Warum also nicht die ausgestreckten Hände einer neuen und aufstrebenden Wirtschaftsmacht ergreifen? Es würde der EU möglicherweise wieder für ein paar Jahre an der Schubkraft eines Neuanfangs teilhaben lassen. Das Projekt „Neue Seidenstraße“, das von Portugals Atlantikküste bis zu Chinas Pazifikküste reichen soll, entwickelt sich vielversprechend.
Die schwindende Macht der USA lässt sich auch nicht mit pompösen Großmanövern wiederherstellen. Die Wahrheit ist: Amerika kann mit der sich abzeichnenden Entwicklung des neuen, eurasischen Machtblocks nicht mehr mithalten.
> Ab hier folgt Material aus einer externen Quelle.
//! Deep Q-Network agent for the traffic signal controller.
//!
//! This crate implements the full DQN training subsystem: a bounded
//! replay memory, Q-network layer stacks selectable by name, an AdamW
//! optimizer with Huber loss and gradient clipping, epsilon-greedy
//! action selection, Polyak target-network synchronization, and the
//! episode driver that ties them together.

#![warn(missing_docs)]
#![warn(clippy::all)]
#![allow(clippy::module_name_repetitions)]

pub mod buffer;
pub mod dqn;
pub mod optim;
pub mod qnet;
pub mod session;

// Re-export agent types
pub use buffer::ReplayMemory;
pub use dqn::{DQNAgent, DQNConfig};
pub use optim::AdamW;
pub use qnet::{argmax, stack, stack_names, NetworkCheckpoint, QNetwork, StackSpec};
pub use session::TrainingSession;

/// Prelude module for convenient imports
pub mod prelude {
    pub use crate::{DQNAgent, DQNConfig, QNetwork, ReplayMemory, StackSpec, TrainingSession};
    pub use traffic_rl_core::prelude::*;
}
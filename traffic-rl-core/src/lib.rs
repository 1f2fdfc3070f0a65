//! Core reinforcement learning traits and types for the traffic signal
//! controller.
//!
//! This crate provides the foundational abstractions shared by the DQN
//! agent and the traffic environment adapter: actions and action spaces,
//! observations, rewards, transitions, the environment trait, and the
//! error taxonomy.

#![warn(missing_docs)]
#![warn(clippy::all)]
#![allow(clippy::module_name_repetitions)]

pub mod action;
pub mod environment;
pub mod error;
pub mod observation;
pub mod reward;
pub mod transition;

// Re-export core traits and types
pub use action::{DiscreteAction, DiscreteSpace};
pub use environment::{Environment, Episode, Step, StepInfo};
pub use error::{Result, TrafficRlError};
pub use observation::{BoxObservationSpace, ImageObservation, Observation, VectorObservation};
pub use reward::Reward;
pub use transition::Transition;

/// Prelude module for convenient imports
pub mod prelude {
    pub use crate::{
        DiscreteAction, DiscreteSpace, Environment, Observation, Result, Reward, Step, Transition,
    };
}
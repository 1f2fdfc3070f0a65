//! Reward signal newtype

use serde::{Deserialize, Serialize};

/// Scalar reward signal from the environment
#[derive(Debug, Clone, Copy, PartialEq, Serialize, Deserialize)]
pub struct Reward(pub f32);

impl std::ops::Add for Reward {
    type Output = Reward;

    fn add(self, rhs: Reward) -> Reward {
        Reward(self.0 + rhs.0)
    }
}

impl std::iter::Sum for Reward {
    fn sum<I: Iterator<Item = Reward>>(iter: I) -> Reward {
        Reward(iter.map(|r| r.0).sum())
    }
}

impl std::fmt::Display for Reward {
    fn fmt(&self, f: &mut std::fmt::Formatter<'_>) -> std::fmt::Result {
        write!(f, "{:.4}", self.0)
    }
}
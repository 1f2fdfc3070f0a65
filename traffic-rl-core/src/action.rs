//! Action representation and the discrete action space

use serde::{Deserialize, Serialize};

/// Index of a traffic phase in `[0, n)`.
#[derive(Debug, Clone, Copy, PartialEq, Eq, Hash, Serialize, Deserialize)]
pub struct DiscreteAction(pub usize);

/// Discrete action space over `n` phase indices
#[derive(Debug, Clone)]
pub struct DiscreteSpace {
    /// Number of discrete actions
    pub n: usize,
}

impl DiscreteSpace {
    /// Create a new discrete action space
    #[must_use]
    pub fn new(n: usize) -> Self {
        Self { n }
    }

    /// Sample a uniformly random action from the space
    pub fn sample<R: rand::Rng>(&self, rng: &mut R) -> DiscreteAction {
        DiscreteAction(rng.gen_range(0..self.n))
    }

    /// Check if an action is valid within this space
    #[must_use]
    pub fn contains(&self, action: DiscreteAction) -> bool {
        action.0 < self.n
    }
}

#[cfg(test)]
mod tests {
    use super::*;
    use rand::rngs::StdRng;
    use rand::SeedableRng;

    #[test]
    fn sampled_actions_are_in_range() {
        let space = DiscreteSpace::new(4);
        let mut rng = StdRng::seed_from_u64(7);
        for _ in 0..100 {
            assert!(space.contains(space.sample(&mut rng)));
        }
    }

    #[test]
    fn contains_rejects_out_of_range() {
        let space = DiscreteSpace::new(4);
        assert!(!space.contains(DiscreteAction(4)));
    }
}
Das schrittweise Verschwinden des Dollars als Weltreservewährung zieht als Konsequenz unausweichlich auch das Austrocknen des Militärbudgets der Vereinigten Staaten nach sich. Die bankrotte Großmacht kann einen sogroßen Militärapparat, der quasi an allen Ecken und Enden der Welt die auflodernde Flamme des Widerstands ersticken müsste, nicht mehr finanzieren. Die entstehende Großmacht Eurasien muss aber ihrerseits beweisen, dass sie willens und imstande ist, ihre Mitglieder zu schützen. Russland hat das in Syrien beachtenswert und mir Augenmaß demonstriert.
Ich wage die Behauptung, dass die Eiszeit zwischen der EU und Russland bald vorbei sein könnte. Es lockt zu viel im Osten und dräut zuviel im Westen. Man erinnere sich an die Gründung der von China initiierten AIIB (Asian Innfrastructure Investment Bank), die der bisherigen, US-dominierten Weltbank als Gegenpol gegenübertrat. Alles Drohen und Taktieren der USA half nicht. Neben anderen, treuen Vasallen der USA, wie Großbritannien, Australien, Kanada, Saudi Arabien, Polen und sogar Israel war auch Deutschland – schwuppdiwupp – ein Mitglied.
Die Ratten verlassen das sinkende Schiff, das war schon immer so.
In den Staaten lassen gebildete Eltern ihre Kinder Chinesisch lernen.